Startup costs for good fans for air circulation and ventilation can generally run you about $100 each. So budget at least $1,000 plus for that requirement, plus another $1,000 to $3,000 for humidifiers and other ventilation equipment.
Cannabis can be grown in water or in the air, but the soil remains the easiest and least expensive medium to use. Sure it’s heavy to lug around, but it’s still the most natural way to grow cannabis having been done that way for thousands upon thousands of years.
Soil-grown cannabis arguably has a better taste than cannabis grown in water. Plus, the water you use if you grow hydroponically must be discarded while your soil can be reused.
You probably know all about nitrogen, phosphorous, and potassium (NPK), the trio of essential macronutrients found incomplete fertilizers. If you want your plants to produce a good yield, you’ll want to use the best organic nutrients available and feed your plants the right amounts at the right times throughout their growing cycle.

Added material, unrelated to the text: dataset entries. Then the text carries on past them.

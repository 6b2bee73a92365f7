//! Firmware image reassembly.
//!
//! An Intel HEX file is turned into an ordered list of [`Segment`]s: runs of
//! bytes at contiguous absolute addresses. Records are coalesced while their
//! addresses follow on from the previous record; any gap starts a new
//! segment. Segments keep file order.

use crate::error::{Error, RecordError, Result};
use crate::image::ihex::{HexRecord, RecordType};
use log::{debug, trace};
use std::fs::File;
use std::io::{BufRead, BufReader};
use std::path::Path;

/// Default payload length for generated data records.
pub const DEFAULT_RECORD_LEN: usize = 16;

/// One past the highest address an Intel HEX file can describe.
const ADDRESS_SPACE_END: u64 = 1 << 32;

/// Contiguous run of firmware bytes at an absolute address.
#[derive(Debug, Clone, PartialEq, Eq)]
#[cfg_attr(feature = "serde", derive(serde::Serialize, serde::Deserialize))]
pub struct Segment {
    /// Absolute address of the first byte.
    pub base_address: u32,
    /// Segment contents.
    pub bytes: Vec<u8>,
}

impl Segment {
    /// Create a new segment.
    pub fn new(base_address: u32, bytes: Vec<u8>) -> Self {
        Self {
            base_address,
            bytes,
        }
    }

    /// Number of bytes in the segment.
    pub fn len(&self) -> usize {
        self.bytes.len()
    }

    /// Whether the segment holds no bytes.
    pub fn is_empty(&self) -> bool {
        self.bytes.is_empty()
    }

    /// One past the last address covered (may exceed `u32::MAX`).
    pub fn end(&self) -> u64 {
        u64::from(self.base_address) + self.bytes.len() as u64
    }

    fn overlaps(&self, address: u32, len: usize) -> bool {
        let start = u64::from(address);
        let end = start + len as u64;
        start < self.end() && u64::from(self.base_address) < end
    }
}

/// A parsed firmware image.
#[derive(Debug, Clone, Default, PartialEq, Eq)]
pub struct FirmwareImage {
    segments: Vec<Segment>,
}

impl FirmwareImage {
    /// Build an image from already assembled segments.
    pub fn from_segments(segments: Vec<Segment>) -> Self {
        Self { segments }
    }

    /// Load an Intel HEX file from disk.
    pub fn from_file<P: AsRef<Path>>(path: P) -> Result<Self> {
        let path = path.as_ref();
        debug!("Loading Intel HEX image from {}", path.display());
        let file = File::open(path)?;
        Self::from_reader(BufReader::new(file))
    }

    /// Parse Intel HEX text held in memory.
    pub fn parse_str(text: &str) -> Result<Self> {
        Self::from_reader(text.as_bytes())
    }

    /// Parse Intel HEX text from a line-oriented reader.
    ///
    /// Blank lines and lines starting with `#` are skipped, whatever their
    /// encoding. Input after the end-of-file record is not read.
    pub fn from_reader<R: BufRead>(mut reader: R) -> Result<Self> {
        let mut offset: u32 = 0;
        let mut segments: Vec<Segment> = Vec::new();
        let mut current: Option<Segment> = None;
        let mut buf = Vec::new();
        let mut line = 0usize;

        loop {
            buf.clear();
            if reader.read_until(b'\n', &mut buf)? == 0 {
                break;
            }
            line += 1;

            let raw = buf.trim_ascii();
            if raw.is_empty() || raw.starts_with(b"#") {
                continue;
            }

            let malformed = |kind: RecordError| Error::MalformedRecord { line, kind };
            let text =
                std::str::from_utf8(raw).map_err(|_| malformed(RecordError::InvalidDigit))?;
            let record = HexRecord::parse(text).map_err(malformed)?;

            match record.record_type {
                RecordType::Data => {
                    if record.payload.is_empty() {
                        continue;
                    }
                    let address = offset + u32::from(record.address);
                    let len = record.payload.len();

                    if u64::from(address) + len as u64 > ADDRESS_SPACE_END {
                        return Err(malformed(RecordError::AddressOverflow));
                    }

                    if segments
                        .iter()
                        .chain(current.as_ref())
                        .any(|s| s.overlaps(address, len))
                    {
                        return Err(Error::OverlappingData { address });
                    }

                    match current.as_mut() {
                        Some(seg) if seg.end() == u64::from(address) => {
                            seg.bytes.extend_from_slice(&record.payload);
                        },
                        _ => {
                            if let Some(seg) = current.take() {
                                segments.push(seg);
                            }
                            current = Some(Segment::new(address, record.payload));
                        },
                    }
                },
                RecordType::EndOfFile => {
                    segments.extend(current.take());
                    let image = Self { segments };
                    debug!(
                        "Parsed {} segment(s), {} bytes",
                        image.segments.len(),
                        image.total_len()
                    );
                    return Ok(image);
                },
                RecordType::ExtendedSegmentAddress | RecordType::ExtendedLinearAddress => {
                    // Validated by the parser, always 2 bytes here
                    offset = record.extended_offset().unwrap_or(0);
                    trace!("Base address now 0x{offset:08X}");
                },
                RecordType::Other(tag) => {
                    trace!("Ignoring record type {tag:02X} on line {line}");
                },
            }
        }

        Err(Error::TruncatedImage)
    }

    /// Segments in file order.
    pub fn segments(&self) -> &[Segment] {
        &self.segments
    }

    /// Total number of firmware bytes.
    pub fn total_len(&self) -> usize {
        self.segments.iter().map(Segment::len).sum()
    }

    /// Whether the image carries no data at all.
    pub fn is_empty(&self) -> bool {
        self.segments.iter().all(Segment::is_empty)
    }

    /// Serialize the image back to Intel HEX text.
    ///
    /// Data records carry at most `record_len` bytes (clamped to 1..=255)
    /// and never cross a 64 KiB boundary; extended linear address records
    /// are emitted whenever the upper address half changes.
    pub fn to_ihex(&self, record_len: usize) -> String {
        let record_len = record_len.clamp(1, 255);
        let mut out = String::new();
        let mut upper: u16 = 0;

        for segment in &self.segments {
            let mut address = segment.base_address;
            let mut rest = segment.bytes.as_slice();

            while !rest.is_empty() {
                let seg_upper = (address >> 16) as u16;
                if seg_upper != upper {
                    upper = seg_upper;
                    out.push_str(&HexRecord::extended_linear(upper).to_line());
                    out.push('\n');
                }

                let to_boundary = 0x1_0000 - (address & 0xFFFF) as usize;
                let take = rest.len().min(record_len).min(to_boundary);
                let (head, tail) = rest.split_at(take);

                out.push_str(&HexRecord::data(address as u16, head).to_line());
                out.push('\n');

                address = address.wrapping_add(take as u32);
                rest = tail;
            }
        }

        out.push_str(&HexRecord::end_of_file().to_line());
        out.push('\n');
        out
    }
}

How much your nutrients will cost depends on the size of the crop you plan to raise, but for budgeting purposes, it’s best to figure on at least $1,000 per harvest.
Loose, rich, soil jam-packed with nutrients and organic matter is another grow essential for your operation, and naturally, it comes at a cost. You can find multiple “Top-Ten” or “most popular” soils online for growing cannabis.

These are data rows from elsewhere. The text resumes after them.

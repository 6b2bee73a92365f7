//! Firmware image formats.

pub mod ihex;
pub mod segment;

pub use ihex::{HexRecord, RecordType};
pub use segment::{FirmwareImage, Segment};
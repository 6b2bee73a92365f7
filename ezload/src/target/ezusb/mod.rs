//! EZ-USB download support.

pub mod flasher;
pub mod protocol;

So how much should you expect to spend on soil? This is just an example, but if you use a 10-gallon smart pot per plant, each will require about 1.34 cubic feet of soil.
You can buy a 1.5 cubic foot of Roots Organic Soil for about $15 each, which means you can expect to spend just under $15 per plant on the soil. Plan to grow 100 plants? That’s $1,500. Two hundred plants? $3,000.

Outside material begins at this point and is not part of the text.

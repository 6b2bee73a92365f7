//! Target chip support.

pub mod chip;
pub mod ezusb;

pub use chip::{ChipFamily, DeviceProfile};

Don’t forget the pots you’ll have to put the soil in. Figure $10 each on those as well.
The cost of electricity is always a major concern. And it’s not just the shell-out of electricity for lights. Your fans and other ventilation equipment will also add to your bottom line costs. You could be looking at as much as $2,000 a month or more.
How Much Does Growing Cannabis Outdoors Cost?
As noted earlier, if you need to rent industrial space, growing indoors will cost a whole lot more than growing outdoors. And it’s not just the space you’ll spend more on, but also lighting, ventilation, and other essentials.
Growing cannabis outdoors costs significantly less on average. How much? Experts figure outdoor grows will cost anywhere from $10 to $17 per square foot, compared to $75 per square foot indoors.
An alternative is to go with a greenhouse or combination indoor/outdoor grow. The average cost for this type of practice falls in the middle at about $50 per square foot.
So outdoor growing is definitely cheaper, but on the flip side, depending on the climate you live in, you may only be able to count on a single crop if you grow outdoors. Plus, a season of foul weather can single-handedly destroy that one yield.
Best keep your day job–at least in the beginning–if you grow outside.
How Long Until I Break Even?
That’s the tough part. Much of it comes down to how you build your operation and how much attention you give to it.
In many states when growing became legalized, enthusiastic entrepreneurs jumped on the bandwagon thinking it would be an easy way to get rich. It isn’t. If you aren’t prepared to stay in it for the long haul, it may be best to remain a hobbyist.
Can Growing Cannabis Be Profitable?
It can. But you have to know what you’re doing and be committed to making the investment.
It also helps if you have the ultimate guide to growing cannabis right by your side. Take it slow and get educated first.
To Sum Everything Up
So there you go! Still, think you have what it takes to start a commercial cannabis growing operation?
Keep in mind that we left a few things out of the equation here–the cost of seeds or clones to get you started as well as the state licensing fees to have such an operation. Those fees can be steep, so hopefully, you have deep pockets.